Carbon Black Cloud Technical Specialist

250-602

Get certified with the 250-602 exam focusing on Carbon Black Cloud solutions.

200 questions 0 views Free
Start Mock Test Timed · Full-length · Scored

Questions 141–150 of 200

Q141

What happens when a device monitored by Carbon Black is powered off?

  • A It stops sending data
  • B It continues scanning local files
  • C It updates policies automatically
  • D It erases all logs
Explanation Powering off the device halts data transmission, while the other options are inaccurate functionalities of the system.
Q142

Which service in VMware Carbon Black provides real-time threat intelligence?

  • A Threat Intelligence Service
  • B Endpoint Detection Service
  • C Data Loss Prevention
  • D Security Automation Service
Explanation Threat Intelligence Service offers ongoing threat updates; others focus on endpoint detection, data protection, or automation without real-time intelligence.
Q143

A company needs to reduce false positives in alerts.
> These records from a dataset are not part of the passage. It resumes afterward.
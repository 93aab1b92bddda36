//! Package client errors

use thiserror::Error;

/// Errors that can occur when talking to the Kubernetes API about packages
#[derive(Debug, Error)]
pub enum PackageClientError {
    /// Kubernetes API request/response error
    #[error("Kubernetes error: {0}")]
    Kube(#[from] kube::Error),

    /// The API server rejected the request
    #[error("API error: {0}")]
    Api(String),

    /// Resource not found
    #[error("Not found: {0}")]
    NotFound(String),

    /// The watch stream reported an error
    #[error("Watch error: {0}")]
    Watch(String),
}

impl PackageClientError {
    pub fn is_not_found(&self) -> bool {
        matches!(self, PackageClientError::NotFound(_))
    }
}

impl From<kube_runtime::watcher::Error> for PackageClientError {
    fn from(e: kube_runtime::watcher::Error) -> Self {
        PackageClientError::Watch(e.to_string())
    }
}
//! Integration tests for the package client
//!
//! These tests require a cluster with the package CRDs installed and a
//! reachable kubeconfig.

use package_client::{PackageClient, PackageClientTrait};

#[tokio::test]
#[ignore] // Requires a running cluster
async fn test_client_creation() {
    let client = PackageClient::try_default().await;
    assert!(client.is_ok(), "Failed to build client from kubeconfig");
}

#[tokio::test]
#[ignore]
async fn test_get_missing_package_is_not_found() {
    let client = PackageClient::try_default().await.expect("Failed to create client");

    let err = client
        .get_package("definitely-not-installed-package")
        .await
        .expect_err("Package should not exist");
    assert!(err.is_not_found(), "Expected NotFound, got {}", err);
}

#[tokio::test]
#[ignore]
async fn test_watch_opens_and_closes() {
    let client = PackageClient::try_default().await.expect("Failed to create client");

    let mut watch = client.watch_packages().await.expect("Failed to open watch");
    assert!(!watch.is_closed());
    watch.close();
    assert!(watch.is_closed());
    assert!(watch.next().await.is_none());
}
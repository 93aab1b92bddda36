//! Prints the package CRDs as a multi-document YAML stream.
//!
//! Usage: `cargo run -p crds --bin crdgen > config/crd/packages.yaml`

use crds::{Package, PackageInfo};
use kube::CustomResourceExt;

fn main() -> Result<(), serde_yaml::Error> {
    let crds = [Package::crd(), PackageInfo::crd()];
    for crd in &crds {
        print!("---\n{}", serde_yaml::to_string(crd)?);
    }
    Ok(())
}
Which feature should they enable in Carbon Black?

  • A Enhanced Security Policies
  • B Behavioral Analytics
  • C Whitelist Management
  • D Heuristic Analysis
Explanation Behavioral Analytics help minimize false positives; the other options do not specifically target false alert reduction.
Q144

What happens when a user runs an unsanctioned application on a monitored endpoint?
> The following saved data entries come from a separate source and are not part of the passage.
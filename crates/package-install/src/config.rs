//! Install configuration.
//!
//! Read from the environment, with the package name optionally given as the
//! first command-line argument:
//!
//! - `PACKAGE_NAME` - package to install (required unless passed as argument)
//! - `INSTALL_TIMEOUT_SECS` - give up waiting after this many seconds
//!   (default 300, `0` waits indefinitely)
//! - `PRINT_MANIFEST` - print the resolved manifest after a successful install

use crate::error::ConfigError;
use std::time::Duration;

pub const DEFAULT_TIMEOUT_SECS: u64 = 300;

#[derive(Debug, Clone, PartialEq, Eq)]
pub struct InstallConfig {
    pub package_name: String,
    /// `None` waits until the watch ends on its own
    pub timeout: Option<Duration>,
    pub print_manifest: bool,
}

impl InstallConfig {
    pub fn from_env() -> Result<Self, ConfigError> {
        Self::from_sources(std::env::args().nth(1), |key| std::env::var(key).ok())
    }

    fn from_sources(
        arg: Option<String>,
        var: impl Fn(&str) -> Option<String>,
    ) -> Result<Self, ConfigError> {
        let package_name = arg
            .or_else(|| var("PACKAGE_NAME"))
            .map(|s| s.trim().to_string())
            .filter(|s| !s.is_empty())
            .ok_or_else(|| {
                ConfigError::Missing("package name (argument or PACKAGE_NAME)".to_string())
            })?;

        let timeout_secs = match var("INSTALL_TIMEOUT_SECS") {
            Some(raw) => raw.trim().parse::<u64>().map_err(|_| {
                ConfigError::Invalid(format!("INSTALL_TIMEOUT_SECS must be a number of seconds, got {:?}", raw))
            })?,
            None => DEFAULT_TIMEOUT_SECS,
        };
        let timeout = (timeout_secs > 0).then(|| Duration::from_secs(timeout_secs));

        let print_manifest = match var("PRINT_MANIFEST").as_deref().map(str::trim) {
            None | Some("") | Some("0") | Some("false") => false,
            Some("1") | Some("true") => true,
            Some(other) => {
                return Err(ConfigError::Invalid(format!(
                    "PRINT_MANIFEST must be true/false, got {:?}",
                    other
                )))
            }
        };

        Ok(Self {
            package_name,
            timeout,
            print_manifest,
        })
    }
}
  • A Application is instantly blocked
  • B User receives a warning
  • C No action is taken
  • D Application logs are generated
Explanation Monitored endpoints automatically block unsanctioned applications, whereas the other options don't represent default behavior.
Q145

Which service facilitates threat intelligence sharing in VMware Carbon Black Cloud?

  • A Threat Intelligence Exchange
  • B Endpoint Security Management
  • C Remediation Service
  • D Compliance Monitoring
Explanation Threat Intelligence Exchange enhances threat visibility; others do not specialize in intelligence sharing.
Q146

A company needs to protect sensitive data in cloud applications. What feature of VMware Carbon Black Cloud can help?

  • A Network Isolation
  • B Data Loss Prevention
  • C User Behavior Analytics
  • D Threat Hunting
Explanation Data Loss Prevention focuses on safeguarding sensitive data; other features do not directly address data protection.
Q147

You are configuring a policy that includes advanced detections. What happens when a malicious file is detected on an endpoint?

  • A File is deleted automatically.
  • B User receives an alert only.
  • C Containment actions may trigger.
  • D No action will occur.
Explanation Containment actions are part of advanced detection responses; other options either do not reflect application behavior or misrepresent it.
Q148

Which service in VMware Carbon Black Cloud provides automated endpoint detection and response capabilities?

  • A EPP (Endpoint Protection Platform)
  • B EDR (Endpoint Detection and Response)
  • C CB Defense
  • D Threat Intelligence
Explanation EDR specializes in identifying and responding to threats, unlike EPP which focuses on prevention.
Q149

A company needs to investigate a series of suspicious files detected on their endpoints. What is the most effective way to start this investigation using VMware Carbon Black Cloud?

  • A Check network traffic logs
  • B Use incident response plans
  • C Analyze alerts in the console
  • D Consult with IT support
Explanation Analyzing alerts in the console provides detailed insights into suspicious files detected by the platform.
Q150

You are configuring policy settings in VMware Carbon Black Cloud. What happens when you set a file integrity monitoring policy to 'monitor only'?

  • A Files are blocked immediately
  • B Only changes are logged
  • C Responses are triggered automatically
  • D No monitoring occurs
Explanation 'Monitor only' allows detection of changes without taking action against them, unlike blocking or triggering responses.